En prison depuis 27 ans et demi, A. Hakkar obtient une libération conditionnelle avec port de bracelet électronique.
Le 20 mars prochain, l’un des plus anciens détenus de France devrait sortir de la Maison centrale d’Ensisheim dans le Haut-Rhin. Abdelhamid Hakkar, 57 ans, est en prison depuis 1984. Ce Bisontin a été condamné à trois reprises à la perpétuité pour avoir tué un policier et blessé grièvement un autre à Auxerre.
Abdelhamid Hakkar a toujours nié les faits.
Le parcours judiciaire de ce détenu est particulièrement hors norme. Grèves de la faim, isolement, appel des «10 de Clairvaux», Abdelhamid Hakkar a fait le tour des centrales françaises. Au fil des ans, le Bisontin devient fin connaisseur du droit et entame une bataille judiciaire jusqu’aux instances européennes. En 1995, la Cour européenne des droits de l’homme puis le comité des ministres du Conseil de l’Europe condamnent l’Etat français car ils considèrent qu’Abdelhamid Hakkar n’avait pas été jugé en 1989 par la cour d’assises de l’Yonne dans un délai raisonnable et de façon équitable. Un camouflet pour la France.

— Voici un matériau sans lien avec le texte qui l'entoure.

use std::sync::Arc;

use loomi_core::SiteProfile;
use tokio::sync::Mutex;

use super::Readiness;
use crate::browser::{BrowserOptions, BrowserSession};
use crate::error::FetchError;
use crate::rate_limit::AdaptiveRateLimiter;
use crate::robots::host_of;

/// Renders pages in one headless browser owned by this strategy.
///
/// The browser is launched in [`BrowserRenderStrategy::prepare`] and released
/// in [`BrowserRenderStrategy::shutdown`], or when the strategy is dropped.
pub struct BrowserRenderStrategy {
    options: BrowserOptions,
    limiter: Arc<AdaptiveRateLimiter>,
    session: Mutex<Option<BrowserSession>>,
}

impl BrowserRenderStrategy {
    pub(crate) fn new(options: BrowserOptions, limiter: Arc<AdaptiveRateLimiter>) -> Self {
        Self {
            options,
            limiter,
            session: Mutex::new(None),
        }
    }

    pub(crate) async fn prepare(&mut self, profile: &SiteProfile) -> Result<Readiness, FetchError> {
        let slot = self.session.get_mut();
        if slot.is_none() {
            *slot = Some(BrowserSession::launch(&self.options).await?);
        }
        Ok(Readiness::Ready {
            collection_urls: profile.collection_urls.clone(),
        })
    }

    pub(crate) async fn fetch(&self, url: &str, scroll: bool) -> Result<String, FetchError> {
        if let Some(host) = host_of(url) {
            self.limiter.wait(&host).await;
        }

        let guard = self.session.lock().await;
        let session = guard.as_ref().ok_or_else(|| FetchError::EngineLaunch {
            reason: "browser not started".to_string(),
        })?;
        session.render(url, scroll).await
    }

    pub(crate) async fn shutdown(&mut self) {
        if let Some(session) = self.session.get_mut().take() {
            session.close().await;
            tracing::debug!("headless browser closed");
        }
    }
}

Cette condamnation va entraîner cinq ans plus tard la révision de la loi française. Lors de la discussion de la loi Guigou, un amendement défendu par Jack Lang va permettre à A.Hakkar d’être rejugé. Le loi du 15 juin 2000 relative à la présomption d’innocence prévoit désormais le réexamen d’une décision pénale définitive et prise en violation de la Convention de sauvegarde des droits de l’homme suite à un arrêt de la Cour européenne des droits de l’homme. Abdelhamid Hakkar sera donc rejugé et condamné de nouveau à perpétuité (jugement confirmé en appel).
Commence alors un nouveau combat, celui de sa demande de libération conditionnelle. Plusieurs tribunaux la lui refuseront jusqu’au 12 janvier dernier, date à laquelle le tribunal de l’application des peines de Colmar décide de sa libération conditionnelle avec, à titre probatoire, le port du bracelet électronique pendant un an. A sa sortie, le bisontin doit pouvoir travailler dans une entreprise d’insertion bisontine. Il n’y a pas eu appel de cette décision.

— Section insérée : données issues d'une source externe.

use super::*;
use loomi_core::{ScrapeStatus, SiteRegistry};

fn profile() -> SiteProfile {
    SiteRegistry::builtin()
        .unwrap()
        .get("buddhapants")
        .unwrap()
        .clone()
}

const URL: &str = "https://www.buddhapants.com/products/hemp-harem-pants?variant=42";

fn product_json_page() -> String {
    r#"<html><head>
        <script type="application/ld+json">
          {"@type":"Product","name":"Hemp Harem Pants","offers":{"price":"68.00","priceCurrency":"USD"}}
        </script>
    </head><body>
        <h1 class="product__title">Hemp Harem Pants</h1>
        <div class="product__media"><img src="//cdn.shopify.com/files/harem-1.jpg?v=1"></div>
        <div class="product__media"><img src="//cdn.shopify.com/files/harem-2.jpg?v=1"></div>
        <script type="application/json" id="ProductJson-product-template">
        {
          "title": "Hemp Harem Pants",
          "handle": "hemp-harem-pants",
          "type": "Pants",
          "description": "<p>55% hemp, 45% organic cotton.</p>",
          "variants": [
            {"title": "Indigo / S", "option1": "Indigo", "price": 6800,
             "featured_image": {"src": "//cdn.shopify.com/files/harem-indigo.jpg?v=3"}},
            {"title": "Indigo / M", "option1": "Indigo", "price": 6800},
            {"title": "Sage / S", "option1": "sage", "price": 7200}
          ]
        }
        </script>
    </body></html>"#
        .to_string()
}

#[test]
fn product_json_yields_one_record_per_colour() {
    let records = extract_shopify(&product_json_page(), URL, &profile()).unwrap();
    assert_eq!(records.len(), 2);

    let indigo = &records[0];
    assert_eq!(indigo.color_name, "Indigo");
    assert_eq!(indigo.style_slug, "hemp-harem-pants");
    assert_eq!(indigo.style_id, short_hash("hemp-harem-pants"));
    assert_eq!(indigo.price, Some(68.0));
    assert_eq!(indigo.price_raw, "$68.00");
    assert_eq!(indigo.currency, "USD");
    assert_eq!(indigo.category, "Pants");
    assert!(indigo.is_apparel);
    assert_eq!(indigo.image_url, "https://cdn.shopify.com/files/harem-indigo.jpg");
    assert_eq!(
        indigo.gallery_image_urls,
        "https://cdn.shopify.com/files/harem-1.jpg|https://cdn.shopify.com/files/harem-2.jpg"
    );
    assert_eq!(indigo.materials_raw_or_page_text, "55% hemp, 45% organic cotton.");
    assert_eq!(indigo.scrape_status, ScrapeStatus::Ok);
    assert_eq!(indigo.brand_name, "Buddha Pants");
    assert_eq!(indigo.product_url, URL);

    let sage = &records[1];
    assert_eq!(sage.color_name, "Sage");
    assert_eq!(sage.price, Some(72.0));
    assert_eq!(sage.image_url, "https://cdn.shopify.com/files/harem-1.jpg");
    assert_ne!(sage.color_id, indigo.color_id);
}

#[test]
fn analytics_meta_is_used_without_product_json() {
    let page = r#"<html><body>
        <h1 class="product__title">Wrap Top</h1>
        <div class="product__description">100% organic cotton</div>
        <script>
          window.ShopifyAnalytics = window.ShopifyAnalytics || {};
          window.ShopifyAnalytics.meta.product = {"id":1,"type":"","variants":[{"id":11,"price":4800,"public_title":"Black / S"},{"id":12,"price":4800,"public_title":"Black / M"}]};
        </script>
    </body></html>"#;
    let records = extract_shopify(page, "https://www.buddhapants.com/products/wrap-top", &profile())
        .unwrap();
    assert_eq!(records.len(), 1);
    assert_eq!(records[0].product_title, "Wrap Top");
    assert_eq!(records[0].color_name, "Black");
    assert_eq!(records[0].price, Some(48.0));
    assert_eq!(records[0].category, "Tops");
    assert_eq!(records[0].materials_raw_or_page_text, "100% organic cotton");
}

#[test]
fn analytics_meta_with_inline_css_in_a_string() {
    let page = r#"<html><body>
        <h1 class="product__title">Wrap Top</h1>
        <script>
          window.ShopifyAnalytics.meta.product = {"id":1,"description":"<style>.a{color:red};</style>","variants":[{"id":11,"price":4800,"public_title":"Black / S"}]};
          window.ShopifyAnalytics.meta.page = {};
        </script>
    </body></html>"#;
    let records = extract_shopify(page, "https://www.buddhapants.com/products/wrap-top", &profile())
        .unwrap();
    assert_eq!(records.len(), 1);
    assert_eq!(records[0].color_name, "Black");
    assert_eq!(records[0].price, Some(48.0));
}

#[test]
fn ld_json_fallback_uses_title_as_colour_and_reports_missing_materials() {
    let page = r#"<html><head>
        <script type="application/ld+json">
          {"@type":"Product","name":"Festival Fanny Pack","image":"https://cdn.shopify.com/fanny.jpg",
           "offers":[{"price":"24.00","priceCurrency":"CAD"}]}
        </script>
    </head><body></body></html>"#;
    let records = extract_shopify(
        page,
        "https://www.buddhapants.com/products/festival-fanny-pack",
        &profile(),
    )
    .unwrap();
    assert_eq!(records.len(), 1);
    let record = &records[0];
    assert_eq!(record.color_name, "Festival Fanny Pack");
    assert_eq!(record.price, Some(24.0));
    assert_eq!(record.currency, "CAD");
    assert_eq!(record.category, "Accessories");
    assert!(!record.is_apparel);
    assert_eq!(record.image_url, "https://cdn.shopify.com/fanny.jpg");
    assert_eq!(record.scrape_status, ScrapeStatus::MissingMaterials);
}

#[test]
fn placeholder_variant_title_is_replaced_by_product_title() {
    let page = r#"<script id="ProductJson-main">
        {"title":"Yoga Mat Bag","description":"cotton canvas","variants":[{"title":"Default Title","price":0}]}
    </script>"#;
    let records = extract_shopify(
        page,
        "https://www.buddhapants.com/products/yoga-mat-bag",
        &profile(),
    )
    .unwrap();
    assert_eq!(records[0].color_name, "Yoga Mat Bag");
    assert_eq!(records[0].price, None);
    assert_eq!(records[0].scrape_status, ScrapeStatus::MissingPrice);
}

#[test]
fn page_without_product_data_is_an_error() {
    let err = extract_shopify("<html><body>Not found</body></html>", URL, &profile()).unwrap_err();
    assert!(matches!(err, ExtractionError::NoProductData { .. }));
}

#[test]
fn style_slug_prefers_url_then_handle_then_title() {
    assert_eq!(style_slug(URL, Some("other"), "x"), "hemp-harem-pants");
    assert_eq!(
        style_slug("https://shop.example.com/p/1", Some("wrap-top"), "x"),
        "wrap-top"
    );
    assert_eq!(
        style_slug("https://shop.example.com/p/1", None, "Wrap Top (Black)"),
        "wrap-top-black"
    );
}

Son avocate Maitre Alix Canu-Bernard se dit «très heureuse pour lui. Son enfermement, déclare-t-elle n’avait plus de sens. C’était devenu un mauvais combat pour la justice et on était en train d’en faire une victime». Quatre jours avant sa libération prévue le 20 mars prochain, l’avocate plaidera une dernière fois pour son client. Il est convoqué devant le tribunal correctionnel de Colmar au sujet de sa carte d’identité française. La préfecture lui demande de la restituer alors qu’elle lui a été délivrée normalement. Une situation «Kafkaïenne» qui devrait être l’ultime étape de ce marathon judiciaire.